▶ _Work required_:
Return all lines from the listing below that include the word "summary".

↓↓↓

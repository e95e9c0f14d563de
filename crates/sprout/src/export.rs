use std::fs;
use std::path::Path;

use tracing::debug;

use crate::error::{Result, SproutError};

/// Write a result text to `path`, creating missing parent directories.
/// An existing file is overwritten.
pub fn save_text(path: impl AsRef<Path>, text: &str) -> Result<()> {
  let path = path.as_ref();

  if let Some(parent) = path.parent().filter(|parent| !parent.as_os_str().is_empty()) {
    fs::create_dir_all(parent)
      .map_err(|e| SproutError::storage(format!("failed to create {}: {e}", parent.display())))?;
  }

  fs::write(path, text).map_err(|e| SproutError::storage(format!("failed to write {}: {e}", path.display())))?;

  debug!(path = %path.display(), bytes = text.len(), "saved result text");
  Ok(())
}
use thiserror::Error;

/// Result type alias using the sprout error taxonomy.
pub type Result<T> = std::result::Result<T, SproutError>;

#[derive(Error, Debug)]
pub enum SproutError {
  /// Network, HTTP status or undecodable response body
  #[error("Inference request failed: {message}")]
  Transport { message: String },

  /// Well-formed response that carried no usable candidate
  #[error("No results found: {message}")]
  Content { message: String },

  /// Bad caller input
  #[error("Validation error: {message}")]
  Validation { message: String },

  #[error("Plant '{name}' not found")]
  NotFound { name: String },

  /// Backing file unreadable, corrupt or unwritable
  #[error("Storage error: {message}")]
  Storage { message: String },
}

impl SproutError {
  pub fn transport(message: impl Into<String>) -> Self {
    Self::Transport { message: message.into() }
  }

  pub fn content(message: impl Into<String>) -> Self {
    Self::Content { message: message.into() }
  }

  pub fn validation(message: impl Into<String>) -> Self {
    Self::Validation { message: message.into() }
  }

  pub fn not_found(name: impl Into<String>) -> Self {
    Self::NotFound { name: name.into() }
  }

  pub fn storage(message: impl Into<String>) -> Self {
    Self::Storage { message: message.into() }
  }
}

impl From<reqwest::Error> for SproutError {
  fn from(error: reqwest::Error) -> Self {
    // the request URL carries the API key
    let error = error.without_url();
    if error.is_timeout() {
      return Self::transport(format!("request timed out: {error}"));
    }
    Self::transport(error.to_string())
  }
}
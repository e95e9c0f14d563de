//! Display formatting utilities for CLI output

use colored::*;

use crate::growth::ChartPoint;
use crate::store::{PlantRecord, WateringEvent};

const CHART_WIDTH: usize = 40;

/// Print a model answer under a heading
pub fn print_result(title: &str, text: &str) {
  println!("{} {}", "🌿".green(), title.green().bold());
  println!("{}", "─".repeat(title.chars().count() + 3).dimmed());
  println!("{}", text.trim_end());
}

pub fn print_plant(name: &str, record: &PlantRecord) {
  println!("{} {}", "🪴".green(), name.cyan().bold());
  println!("{}", record.info().trim_end());
  println!();
  println!(
    "  {} watering events, {} growth samples",
    record.watering_schedule().len().to_string().yellow(),
    record.growth_data().len().to_string().yellow()
  );
}

pub fn print_schedule(name: &str, events: &[WateringEvent]) {
  if events.is_empty() {
    println!("No watering events for {}.", name.cyan());
    return;
  }

  println!("{} Watering schedule for {}:", "💧".blue(), name.cyan());
  for event in events {
    let line = format_event(event);
    if event.watered {
      println!("  {}", line.green());
    } else {
      println!("  {line}");
    }
  }
}

pub fn print_chart(name: &str, points: &[ChartPoint]) {
  if points.is_empty() {
    println!("No growth data for {}.", name.cyan());
    return;
  }

  println!("{} Growth of {} (Julian day, cm):", "📈".green(), name.cyan());
  for line in chart_lines(points, CHART_WIDTH) {
    println!("  {line}");
  }
}

pub fn format_event(event: &WateringEvent) -> String {
  let state = if event.watered { "watered" } else { "planned" };
  format!("{}  {state}", event.date)
}

/// One bar per point, scaled so the tallest sample spans `width` cells
pub fn chart_lines(points: &[ChartPoint], width: usize) -> Vec<String> {
  let tallest = points.iter().map(|point| point.height).max().unwrap_or(0);

  points
    .iter()
    .map(|point| {
      let bar = "█".repeat(bar_length(point.height, tallest, width));
      format!("{} {bar} {}", point.julian_day, point.height)
    })
    .collect()
}

fn bar_length(height: u32, tallest: u32, width: usize) -> usize {
  if height == 0 || tallest == 0 {
    return 0;
  }
  let scaled = (u64::from(height) * width as u64) / u64::from(tallest);
  (scaled as usize).max(1)
}

#[cfg(test)]
mod tests {
  use super::*;

  #[test]
  fn test_format_event() {
    let date = "2024-01-04".parse().unwrap();
    assert_eq!(format_event(&WateringEvent::planned(date)), "2024-01-04  planned");
    assert_eq!(format_event(&WateringEvent::watered(date)), "2024-01-04  watered");
  }

  #[test]
  fn test_bar_length_scales_to_tallest() {
    assert_eq!(bar_length(20, 20, 40), 40);
    assert_eq!(bar_length(10, 20, 40), 20);
    assert_eq!(bar_length(1, 1000, 40), 1);
    assert_eq!(bar_length(0, 20, 40), 0);
  }

  #[test]
  fn test_chart_lines() {
    let points = [ChartPoint { julian_day: 2_460_311, height: 5 }, ChartPoint { julian_day: 2_460_318, height: 10 }];

    let lines = chart_lines(&points, 4);

    assert_eq!(lines, vec!["2460311 ██ 5".to_string(), "2460318 ████ 10".to_string()]);
  }
}
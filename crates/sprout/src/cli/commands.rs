use std::fs;
use std::path::{Path, PathBuf};

use anyhow::{anyhow, Context, Result};
use tokio::runtime::Handle;
use chrono::NaiveDate;
use colored::*;

use crate::cli::display;
use crate::config::ClientConfig;
use crate::export::save_text;
use crate::growth::GrowthSeries;
use crate::inference::{prompts, CallHandle, CallOrchestrator, GeminiClient, Slot};
use crate::schedule::{self, SchedulePolicy};
use crate::store::PlantStore;

/// Everything an inference command needs besides its own arguments
pub struct InferenceContext {
  pub config: ClientConfig,
  pub model: String,
}

impl InferenceContext {
  fn orchestrator(&self) -> Result<CallOrchestrator> {
    let client = GeminiClient::new(self.config.clone())?;
    Ok(CallOrchestrator::new(client, Handle::current()))
  }
}

/// What to do with a successful answer besides printing it
#[derive(Default)]
pub struct ResultTargets {
  /// Write the answer to this file
  pub save: Option<PathBuf>,
  /// Track the answer as a plant under this name
  pub track: Option<String>,
  pub database: Option<PathBuf>,
}

pub async fn identify(
  context: &InferenceContext,
  image_path: &Path,
  translate_to: Option<&str>,
  targets: &ResultTargets,
) -> Result<()> {
  let image = read_image(image_path)?;
  let orchestrator = context.orchestrator()?;

  let job = prompts::identify_job(image, &context.model)?;
  let text = await_text(orchestrator.submit(Slot::Identify, job)).await?;
  display::print_result("Identification", &text);

  // saved and tracked text is always the identification itself
  finish(&text, targets)?;

  if let Some(language) = translate_to {
    let job = prompts::translate_job(language, &text, &context.model)?;
    let translated = await_text(orchestrator.submit(Slot::Translate, job)).await?;
    println!();
    display::print_result(&format!("Translation ({language})"), &translated);
  }

  Ok(())
}

pub async fn care_guide(context: &InferenceContext, plant_name: &str, targets: &ResultTargets) -> Result<()> {
  let job = prompts::care_guide_job(plant_name, &context.model)?;
  let orchestrator = context.orchestrator()?;

  let text = await_text(orchestrator.submit(Slot::CareGuide, job)).await?;
  display::print_result(&format!("Care guide for {plant_name}"), &text);

  finish(&text, targets)
}

pub async fn diagnose(context: &InferenceContext, image_path: &Path, targets: &ResultTargets) -> Result<()> {
  let image = read_image(image_path)?;
  let orchestrator = context.orchestrator()?;

  let job = prompts::disease_job(image, &context.model)?;
  let text = await_text(orchestrator.submit(Slot::Disease, job)).await?;
  display::print_result("Diagnosis", &text);

  finish(&text, targets)
}

pub async fn translate(context: &InferenceContext, language: &str, text: &str, targets: &ResultTargets) -> Result<()> {
  let job = prompts::translate_job(language, text, &context.model)?;
  let orchestrator = context.orchestrator()?;

  let translated = await_text(orchestrator.submit(Slot::Translate, job)).await?;
  display::print_result(&format!("Translation ({language})"), &translated);

  finish(&translated, targets)
}

pub fn list_plants(database: &Path) -> Result<()> {
  let store = PlantStore::open(database)?;
  let names = store.names();

  if names.is_empty() {
    println!("No plants tracked yet.");
    return Ok(());
  }

  println!("{} Tracked plants:", "🪴".green());
  for name in names {
    let info = store.info(&name).unwrap_or_default();
    let summary = info.lines().next().unwrap_or_default();
    println!("  {} {}", name.cyan().bold(), summary.dimmed());
  }

  Ok(())
}

pub fn show_plant(database: &Path, name: &str) -> Result<()> {
  let store = PlantStore::open(database)?;
  let record = store.get(name).ok_or_else(|| anyhow!("Plant '{name}' not found"))?;
  display::print_plant(name, &record);
  Ok(())
}

pub fn add_plant(database: &Path, name: &str, info: &str) -> Result<()> {
  let store = PlantStore::open(database)?;
  let replaced = store.contains(name);
  store.add_or_update(name, info)?;

  if replaced {
    println!("{} Replaced plant {}", "✓".green(), name.cyan());
  } else {
    println!("{} Added plant {}", "✓".green(), name.cyan());
  }
  Ok(())
}

pub fn remove_plant(database: &Path, name: &str) -> Result<()> {
  let store = PlantStore::open(database)?;

  if store.remove(name)? {
    println!("{} Removed plant {}", "✓".green(), name.cyan());
  } else {
    println!("Plant {} is not tracked; nothing removed.", name.yellow());
  }
  Ok(())
}

pub fn record_watering(database: &Path, name: &str, date: NaiveDate, watered: bool) -> Result<()> {
  let store = PlantStore::open(database)?;
  store.add_watering_event(name, date, watered)?;

  let verb = if watered { "Watered" } else { "Planned watering for" };
  println!("{} {verb} {} on {}", "💧".blue(), name.cyan(), date.to_string().yellow());
  Ok(())
}

pub fn generate_schedule(database: &Path, today: NaiveDate, policy: SchedulePolicy, plant: Option<&str>) -> Result<()> {
  let store = PlantStore::open(database)?;

  match plant {
    Some(name) => {
      let events = schedule::apply_to_plant(&store, name, today, policy)?;
      println!("{} Added {} watering events for {}", "✓".green(), events.to_string().yellow(), name.cyan());
    }
    None => {
      let plants = schedule::apply_to_all(&store, today, policy)?;
      if plants == 0 {
        println!("No plants tracked yet.");
      } else {
        println!(
          "{} Scheduled watering every {} days for the next {} days on {} plants",
          "✓".green(),
          policy.interval_days,
          policy.horizon_days,
          plants.to_string().yellow()
        );
      }
    }
  }
  Ok(())
}

pub fn due_on(database: &Path, date: NaiveDate) -> Result<()> {
  let store = PlantStore::open(database)?;
  let due = store.plants_due_on(date);

  if due.is_empty() {
    println!("Nothing to water on {}.", date.to_string().yellow());
    return Ok(());
  }

  println!("{} Watering schedule for {}:", "💧".blue(), date.to_string().yellow());
  for name in due {
    println!("  {}: Water today", name.cyan());
  }
  Ok(())
}

pub fn show_schedule(database: &Path, name: &str) -> Result<()> {
  let store = PlantStore::open(database)?;
  let record = store.get(name).ok_or_else(|| anyhow!("Plant '{name}' not found"))?;
  display::print_schedule(name, record.watering_schedule());
  Ok(())
}

pub fn add_growth(database: &Path, name: &str, date: NaiveDate, height: u32) -> Result<()> {
  let store = PlantStore::open(database)?;
  GrowthSeries::new(&store).append(name, date, height)?;

  println!("{} Recorded {} cm for {} on {}", "📏".green(), height.to_string().yellow(), name.cyan(), date);
  Ok(())
}

pub fn show_growth(database: &Path, name: &str) -> Result<()> {
  let store = PlantStore::open(database)?;
  let points = GrowthSeries::new(&store).chart_points(name)?;
  display::print_chart(name, &points);
  Ok(())
}

fn read_image(path: &Path) -> Result<Vec<u8>> {
  fs::read(path).with_context(|| format!("Failed to read image: {}", path.display()))
}

async fn await_text(handle: CallHandle) -> Result<String> {
  Ok(handle.outcome().await.into_result()?)
}

fn finish(text: &str, targets: &ResultTargets) -> Result<()> {
  if let Some(path) = &targets.save {
    save_text(path, text)?;
    println!("{} Results saved to {}", "✓".green(), path.display());
  }

  if let Some(name) = &targets.track {
    let database = targets.database.as_deref().ok_or_else(|| anyhow!("No plant database configured"))?;
    add_plant(database, name, text)?;
  }

  Ok(())
}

↑↑↑

▶ _Written answer_:
    let summary = info.lines().next().unwrap_or_default();
    println!("  {} {}", name.cyan().bold(), summary.dimmed());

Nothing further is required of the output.